In multiprocessor systems, separate LWPs from a single HWP can run on different processors, allowing them to achieve true concurrency. The best example of the need for this is a print function. You want to hit the print button, then move on--not sit watching a dialog box that says, "Now formatting page n. Please wait."

Since the HWP concept is still supported, old process-specific calls such as getpid, kill, and nice work much as they did before. Therefore, you need analogues to those calls to control threads and their LWPs the way you've always controlled HWPs. Table 1 lists some process-control calls and their threads' lib analogues.

Threads

Threads are not LWPs. The kernel itself knows nothing about threads, it only schedules LWPs. Each running LWP makes calls to the dynamic-threads library, which schedules threads to run on LWPs. So you now have two levels of scheduling: kernel scheduling of LWPs on processors and thread-library scheduling of threads on LWPs.

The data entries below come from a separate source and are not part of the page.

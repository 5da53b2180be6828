use std::path::PathBuf;
use std::time::Duration;

use clap::{Args, Subcommand};
use skytraq_frame::MessageId;
use skytraq_link::{LinkConfig, DEFAULT_MAX_ATTEMPTS, DEFAULT_MAX_IRRELEVANT_FRAMES};
use skytraq_transport::{SerialConfig, DEFAULT_BAUD_RATE};

use crate::exit::{CliError, CliResult};
use crate::output::OutputFormat;

pub mod decode;
pub mod encode;
pub mod listen;
pub mod send;
pub mod version;

#[derive(Subcommand, Debug)]
pub enum Command {
    /// Connect to a receiver and print its telemetry.
    Listen(ListenArgs),
    /// Send one command and wait for the receiver's ACK.
    Send(SendArgs),
    /// Decode frames from a captured byte stream.
    Decode(DecodeArgs),
    /// Print the wire encoding of a message.
    Encode(EncodeArgs),
    /// Show version information.
    Version(VersionArgs),
}

pub fn run(command: Command, format: OutputFormat) -> CliResult<i32> {
    match command {
        Command::Listen(args) => listen::run(args, format),
        Command::Send(args) => send::run(args, format),
        Command::Decode(args) => decode::run(args, format),
        Command::Encode(args) => encode::run(args, format),
        Command::Version(args) => version::run(args),
    }
}

#[derive(Args, Debug)]
pub struct SerialArgs {
    /// Serial port (e.g. /dev/ttyUSB0, COM3).
    #[arg(env = "SKYTRAQ_PORT")]
    pub port: String,
    /// Line rate.
    #[arg(long, default_value_t = DEFAULT_BAUD_RATE)]
    pub baud: u32,
    /// Read timeout (e.g. 10s, 500ms). Bounds how long Ctrl-C can take.
    #[arg(long, default_value = "10s")]
    pub read_timeout: String,
}

impl SerialArgs {
    pub fn to_config(&self) -> CliResult<SerialConfig> {
        Ok(SerialConfig::new(self.port.clone())
            .baud_rate(self.baud)
            .read_timeout(parse_duration(&self.read_timeout)?))
    }
}

#[derive(Args, Debug)]
pub struct DeliveryArgs {
    /// Total writes of a command before giving up.
    #[arg(long, default_value_t = DEFAULT_MAX_ATTEMPTS)]
    pub attempts: u32,
    /// Unrelated frames tolerated while waiting for an ACK.
    #[arg(long, default_value_t = DEFAULT_MAX_IRRELEVANT_FRAMES)]
    pub max_irrelevant: usize,
}

impl DeliveryArgs {
    pub fn to_config(&self) -> LinkConfig {
        LinkConfig {
            max_attempts: self.attempts,
            max_irrelevant_frames: self.max_irrelevant,
        }
    }
}

#[derive(Args, Debug)]
pub struct ListenArgs {
    #[command(flatten)]
    pub serial: SerialArgs,
    #[command(flatten)]
    pub delivery: DeliveryArgs,
    /// Exit after printing N records.
    #[arg(long)]
    pub count: Option<usize>,
    /// Also print frames without a typed decoder.
    #[arg(long)]
    pub all: bool,
    /// Reopen the port after a failure instead of exiting.
    #[arg(long)]
    pub reconnect: bool,
    /// Pause between reconnect attempts (e.g. 1s, 250ms).
    #[arg(long, default_value = "1s")]
    pub reconnect_delay: String,
}

#[derive(Args, Debug)]
pub struct SendArgs {
    #[command(flatten)]
    pub serial: SerialArgs,
    #[command(flatten)]
    pub delivery: DeliveryArgs,
    /// Message id, decimal or 0x-prefixed hex.
    #[arg(long)]
    pub id: String,
    /// Payload as hex (whitespace allowed).
    #[arg(long, default_value = "")]
    pub data: String,
    /// Write once without waiting for an ACK.
    #[arg(long)]
    pub no_ack: bool,
}

#[derive(Args, Debug)]
pub struct DecodeArgs {
    /// Capture file of raw receiver output.
    pub file: PathBuf,
}

#[derive(Args, Debug)]
pub struct EncodeArgs {
    /// Message id, decimal or 0x-prefixed hex.
    #[arg(long)]
    pub id: String,
    /// Payload as hex (whitespace allowed).
    #[arg(long, default_value = "")]
    pub data: String,
}

#[derive(Args, Debug)]
pub struct VersionArgs {
    /// Show extended build provenance.
    #[arg(long)]
    pub extended: bool,
}

pub fn parse_message_id(input: &str) -> CliResult<MessageId> {
    let input = input.trim();
    let parsed = match input
        .strip_prefix("0x")
        .or_else(|| input.strip_prefix("0X"))
    {
        Some(digits) => u8::from_str_radix(digits, 16),
        None => input.parse(),
    };
    parsed
        .map(MessageId)
        .map_err(|_| CliError::usage(format!("invalid message id: {input}")))
}

pub fn parse_payload(input: &str) -> CliResult<Vec<u8>> {
    let digits: String = input.chars().filter(|c| !c.is_whitespace()).collect();
    hex::decode(&digits).map_err(|err| CliError::usage(format!("--data is not valid hex: {err}")))
}

pub fn parse_duration(input: &str) -> CliResult<Duration> {
    let input = input.trim();
    if input.is_empty() {
        return Err(CliError::usage("duration must not be empty"));
    }

    let (number, millis) = if let Some(num) = input.strip_suffix("ms") {
        (num, true)
    } else if let Some(num) = input.strip_suffix('s') {
        (num, false)
    } else {
        (input, false)
    };

    let value: u64 = number
        .parse()
        .map_err(|_| CliError::usage(format!("invalid duration value: {input}")))?;

    if value == 0 {
        return Err(CliError::usage("duration must be greater than zero"));
    }

    Ok(if millis {
        Duration::from_millis(value)
    } else {
        Duration::from_secs(value)
    })
}

#[cfg(test)]
mod tests {
    use super::*;

    #[test]
    fn message_ids() {
        assert_eq!(parse_message_id("0x02").unwrap(), MessageId(2));
        assert_eq!(parse_message_id("0XA8").unwrap(), MessageId::NAV_DATA);
        assert_eq!(parse_message_id("131").unwrap(), MessageId::ACK);
        assert!(parse_message_id("256").is_err());
        assert!(parse_message_id("0xZZ").is_err());
    }

    #[test]
    fn payloads() {
        assert_eq!(parse_payload("").unwrap(), Vec::<u8>::new());
        assert_eq!(parse_payload("0a FF").unwrap(), vec![0x0A, 0xFF]);
        assert_eq!(parse_payload("abc").unwrap_err().code, crate::exit::USAGE);
    }

    #[test]
    fn parse_duration_seconds_and_millis() {
        assert_eq!(parse_duration("2s").unwrap(), Duration::from_secs(2));
        assert_eq!(parse_duration("15ms").unwrap(), Duration::from_millis(15));
        assert_eq!(parse_duration("3").unwrap(), Duration::from_secs(3));
    }

    #[test]
    fn parse_duration_rejects_invalid_values() {
        assert!(parse_duration("0s").is_err());
        assert!(parse_duration("bad").is_err());
    }
}
//! Talk to SkyTraq GPS receivers over their binary serial protocol.
//!
//! # Crate Structure
//!
//! - [`transport`]: byte-stream transports (serial port, in-memory mock)
//! - [`frame`]: wire framing with preamble resynchronization and checksums
//! - [`link`]: acknowledged command delivery, telemetry sessions, typed payloads
//!
//! ```no_run
//! # #[cfg(feature = "serial")]
//! # fn main() -> skytraq::link::Result<()> {
//! use skytraq::link::{connect_serial, CancelToken, Handlers, LinkConfig};
//! use skytraq::transport::SerialConfig;
//!
//! let mut link = connect_serial(&SerialConfig::new("/dev/ttyUSB0"), LinkConfig::default())?;
//! let mut handlers = Handlers::new()
//!     .on_software_version(|v| println!("{v}"))
//!     .on_navigation(|nav| println!("{} satellites", nav.satellite_count));
//! link.run(&mut handlers, &CancelToken::new())
//! # }
//! # #[cfg(not(feature = "serial"))]
//! # fn main() {}
//! ```

/// Re-export transport types.
pub mod transport {
    pub use skytraq_transport::*;
}

/// Re-export frame types.
pub mod frame {
    pub use skytraq_frame::*;
}

/// Re-export link types.
pub mod link {
    pub use skytraq_link::*;
}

A single instance of a thread can run, at different points in its life, on different processors and different LWPs. To really get this, you have to view the scheduled process as something completely independent from the lines of code that will run when that process gets scheduled. Think of the processor as a field, of each LWP as someone who has signed up to use the field, and of each thread as a particular activity such as baseball, soccer, or football. Now, when the kernel schedules someone to use the field, that person can play football for the entire time (a bound thread) or football for five minutes and baseball for ten. The kernel doesn't care. The person using the field (the threads library, through any of its LWPs) has to keep track of the games being played (thread instances) within the time that person uses the field. Thus, a thread is simply a series of logical statements, independent of the process, or processor upon which it might be executed.

There are two basic kinds of threads: bound and multiplexed. A bound thread gets its own dedicated LWP. Each HWP has a number of LWPs in its pool, and it can run a particular multiplexed thread (muxthread) on any LWP in the pool at any given point.

The major consideration in choosing between bound and multiplexed threads is the trade-off between performance and concurrency. On a uniprocessor, bound threads can have up to five times the context-switching overhead of muxthreads. Bound threads, though, enjoy the most concurrency. Five bound threads on a five-processor system could be running physically concurrently, one thread to a processor, while five muxthreads on the same system might end up running on a single processor.

Concurrency

Concurrency is easiest to understand in the multiprocessor model. In a multiprocessing machine, an LWP can be farmed out to another processor. Two LWPs, or two threads bound to different LWPs, running on different processors at the same time are running truly concurrently. If two muxthreads run on the same LWP, they can never run on separate physical processors, and can thus never be truly concurrent.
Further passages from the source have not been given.